Pengggwn · 19/06/2018 17:37

upsideup

No, the school should take them out and ask the parents to make sure they are dressed appropriately, simplifying the task of safeguarding them. If that is too difficult for certain parents, they should either send their child in uniform or not send them. As a teacher I would not take a child to a public place dressed in a style I thought put them at risk. Full stop.

schnubbins · 19/06/2018 17:37

Boys have to adhere to school rules with regard to clothing too.My son was sent home from school (not in UK) for refusing to take of his woolly hat on entering the school .Track bottoms were banned as deemed inappropriate.I didn't see all the mothers of boys getting their knickers in a knot over it.Sometimes life is just easier when rules are accepted.

auntiebasil · 19/06/2018 17:38

Victim blaming? Seriously? About children?

argumentativefeminist · 19/06/2018 17:40

The clothes aren't putting them at risk, the paedophiles and misogynists are. I wonder which one we should put our effort into tackling? Hmm

catinasplashofsunshine · 19/06/2018 17:40

Crop tops aren't really inappropriate for bowling, they make no difference to that activity. Their inclusion does make it read as "inappropriate for 10 year old girls" which is a value judgement not as purely practical "inappropriate for bowling" clothing.

Very tight jeans might also be inappropriate and potentially worn by either sex and are not mentioned. Dangling necklaces or big rings are also more likely to be impractical for bowling than a cropped top, but they are not mentioned.

Nor is the need for socks when borrowing bowling shoes.

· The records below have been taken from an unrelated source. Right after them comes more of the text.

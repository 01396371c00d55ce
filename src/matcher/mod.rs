// Sun Jan 18 2026 - Alex

pub mod error;
pub mod hash;
pub mod matcher;
pub mod offset_index;
pub mod pattern;
pub mod scanner;

pub use error::MatchError;
pub use hash::{BM_BLOCK_SIZE, BM_MIN_LENGTH};
pub use matcher::Matcher;
pub use offset_index::OffsetIndex;
pub use pattern::BmPattern;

In light of that I do think it actually means provocative or tacky, not activity inappropriate, and is therefore questionable.

BlancheM · 19/06/2018 17:46

Penggg victim blaming is never acceptable, but children?!
As distasteful as it is, paedophiles like children dressed in school uniform anyway. They like children to look like children. That felt horrible to write but it's true.

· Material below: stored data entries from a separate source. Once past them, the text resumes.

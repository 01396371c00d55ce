// Mon Jan 19 2026 - Alex

use crate::matcher::{MatchError, Matcher};
use crate::offset::{resolve_anchor, FileLayout, OffsetSpec};

/// Per-file skip-ahead index: every buffer position where some
/// offset-constrained pattern's core could legally start, sorted
/// ascending, plus the per-pattern resolved offsets for relative
/// constraints. The cursor only moves forward; scan calls against one
/// file must come in increasing buffer-offset order.
#[derive(Debug, Default)]
pub struct OffsetIndex {
    /// Candidate core-start positions, ascending.
    pub(crate) offtab: Vec<u64>,
    /// Resolved pattern-start offset per pattern slot (arena index),
    /// `None` when the constraint does not apply to this file.
    pub(crate) resolved: Vec<Option<u64>>,
    pub(crate) pos: usize,
}

impl OffsetIndex {
    pub(crate) fn empty() -> Self {
        Self::default()
    }

    pub fn candidate_count(&self) -> usize {
        self.offtab.len()
    }

    pub fn is_exhausted(&self) -> bool {
        self.pos >= self.offtab.len()
    }

    /// Releases everything; safe to call more than once.
    pub fn clear(&mut self) {
        self.offtab = Vec::new();
        self.resolved = Vec::new();
        self.pos = 0;
    }
}

impl Matcher {
    /// Resolves every pattern's constraint against one concrete file and
    /// builds the sorted candidate index consumed by `scan_buffer`.
    /// Resolution errors propagate unchanged; nothing is leaked on the
    /// failure path.
    pub fn build_offset_index(&self, layout: &dyn FileLayout) -> Result<OffsetIndex, MatchError> {
        if self.patterns.is_empty() {
            return Ok(OffsetIndex::empty());
        }

        let fsize = layout.file_size();
        let count = self.patterns.len();

        let mut offtab = Vec::new();
        offtab.try_reserve_exact(count)?;
        let mut resolved = Vec::new();
        resolved.try_reserve_exact(count)?;
        resolved.resize(count, None);

        for (slot, patt) in self.patterns.iter().enumerate() {
            match patt.offset {
                OffsetSpec::Any => {}
                OffsetSpec::Absolute { min, .. } => {
                    offtab.push(min + patt.prefix.len() as u64);
                }
                OffsetSpec::Relative { anchor, maxshift } => {
                    let range =
                        resolve_anchor(&anchor, maxshift, layout).map_err(|e| {
                            log::error!(
                                "Can't calculate relative offset in signature for {}",
                                patt.name
                            );
                            MatchError::Offset(e)
                        })?;
                    if let Some((min, _)) = range {
                        resolved[slot] = Some(min);
                        // Only adjacent duplicates are dropped; the sort
                        // below keeps any remaining ones harmless.
                        if min + patt.core.len() as u64 <= fsize
                            && offtab.last().map_or(true, |&last| min != last)
                        {
                            offtab.push(min + patt.prefix.len() as u64);
                        }
                    }
                }
            }
        }

        offtab.sort_unstable();
        Ok(OffsetIndex {
            offtab,
            resolved,
            pos: 0,
        })
    }
}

Ihuntmonsters · 19/06/2018 17:46

I don't think that the email is very problematic really but I'm not sure why a crop top would be an issue. My dd's old school (no uniform) had a rule that shoulder straps should be 2 inches wide because for some reason they designated spaghetti straps as 'inappropriate'. Not sure whether that's because someone had an issue with seeing bra straps or thought everyone had shoulder fetishes but it sure annoyed the girls.

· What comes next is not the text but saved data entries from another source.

// Mon Jan 19 2026 - Alex

use crate::matcher::hash::{window_hash, BM_BLOCK_SIZE, BM_MIN_LENGTH};
use crate::matcher::{MatchError, Matcher, OffsetIndex};
use crate::offset::{resolve_anchor, FileLayout, OffsetError, OffsetSpec};

impl Matcher {
    /// Scans one buffer against every loaded pattern in a single forward
    /// pass. `base_offset` is the buffer's absolute position within the
    /// file. When `offsets` is supplied the scan jumps between candidate
    /// positions only; otherwise `layout` is consulted at match time for
    /// relative constraints. First match wins.
    pub fn scan_buffer<'a>(
        &'a self,
        buffer: &[u8],
        base_offset: u64,
        layout: Option<&dyn FileLayout>,
        mut offsets: Option<&mut OffsetIndex>,
    ) -> Result<Option<&'a str>, MatchError> {
        let length = buffer.len();
        if self.patterns.is_empty() || length < BM_MIN_LENGTH {
            return Ok(None);
        }

        let mut i = BM_MIN_LENGTH - BM_BLOCK_SIZE;
        if let Some(index) = offsets.as_deref_mut() {
            if index.is_exhausted() {
                return Ok(None);
            }
            i += index.offtab[index.pos].saturating_sub(base_offset) as usize;
        }

        while i + BM_BLOCK_SIZE <= length {
            let idx = window_hash(buffer[i], buffer[i + 1], buffer[i + 2]) as usize;
            let mut step = self.shift[idx] as usize;

            if step == 0 {
                // The byte a zero-prefix pattern would start with here.
                let lead = buffer[i - (BM_MIN_LENGTH - BM_BLOCK_SIZE)];
                let chain = &self.chains[idx];

                // A single-member chain whose first byte already differs
                // cannot match at all; skip the walk.
                let walk = chain.len() != 1
                    || self.patterns[chain[0] as usize].first_byte == lead;

                if walk {
                    let mut pchain = false;
                    for &pid in chain {
                        let p = &self.patterns[pid as usize];
                        if p.first_byte != lead {
                            // The chain is sorted by non-increasing first
                            // byte: once a matching run ends it cannot
                            // resume.
                            if pchain {
                                break;
                            }
                            continue;
                        }
                        pchain = true;

                        let off = i - (BM_MIN_LENGTH - BM_BLOCK_SIZE);
                        if off + p.core.len() > length || p.prefix.len() > off {
                            continue;
                        }
                        let abs_start = base_offset + (off - p.prefix.len()) as u64;

                        if let Some(index) = offsets.as_deref() {
                            match p.offset {
                                OffsetSpec::Absolute { min, .. } => {
                                    if min != abs_start {
                                        continue;
                                    }
                                }
                                OffsetSpec::Relative { .. } => {
                                    match index.resolved[pid as usize] {
                                        Some(v) if v == abs_start => {}
                                        _ => continue,
                                    }
                                }
                                OffsetSpec::Any => {}
                            }
                        }

                        // Last and middle byte of the overlapping core
                        // region, before the full compare.
                        let idxchk = p.core.len().min(length - off) - 1;
                        if idxchk > 0
                            && (buffer[off + idxchk] != p.core[idxchk]
                                || buffer[off + idxchk / 2] != p.core[idxchk / 2])
                        {
                            continue;
                        }

                        let start = off - p.prefix.len();
                        if buffer[start..off] != p.prefix[..]
                            || buffer[off..off + p.core.len()] != p.core[..]
                        {
                            continue;
                        }

                        if offsets.is_none() {
                            match p.offset {
                                OffsetSpec::Any => {}
                                OffsetSpec::Absolute { min, max } => {
                                    if abs_start < min || abs_start > max {
                                        continue;
                                    }
                                }
                                OffsetSpec::Relative { anchor, maxshift } => {
                                    let layout = layout.ok_or_else(|| {
                                        OffsetError::LayoutUnavailable(p.name.clone())
                                    })?;
                                    let range = resolve_anchor(&anchor, maxshift, layout)
                                        .map_err(|e| {
                                            log::error!(
                                                "Can't calculate relative offset in signature for {}",
                                                p.name
                                            );
                                            MatchError::Offset(e)
                                        })?;
                                    match range {
                                        Some((min, max))
                                            if abs_start >= min && abs_start <= max => {}
                                        _ => continue,
                                    }
                                }
                            }
                        }

                        return Ok(Some(p.name.as_str()));
                    }
                }
                step = 1;
            }

            match offsets.as_deref_mut() {
                Some(index) => match next_candidate(i, base_offset, index) {
                    Some(next) => i = next,
                    None => return Ok(None),
                },
                None => i += step,
            }
        }

        Ok(None)
    }
}

/// Advances the offset-index cursor past every candidate at or before the
/// current core-start position and returns the buffer cursor for the next
/// one, or `None` when nothing left in this buffer can match.
fn next_candidate(i: usize, base_offset: u64, index: &mut OffsetIndex) -> Option<usize> {
    let off = base_offset + (i - (BM_MIN_LENGTH - BM_BLOCK_SIZE)) as u64;
    while index.pos < index.offtab.len() && off >= index.offtab[index.pos] {
        index.pos += 1;
    }
    if index.pos == index.offtab.len() {
        return None;
    }
    Some(i + (index.offtab[index.pos] - off) as usize)
}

Pengggwn · 19/06/2018 17:47

argumentativefeminist

I am a teacher. Tackling all paedophiles and misogynists isn't really in my job description. Safeguarding is. Failing to make sure my charges are dressed appropriately on a school trip, resulting in, for example, images being shared of that child's underwear, could cost me my job. That isn't going to happen. Bottom line, dress your kids appropriately or I wouldn't be taking them anywhere.

crunchymint · 19/06/2018 17:48

I really see no issue at all with crop tops.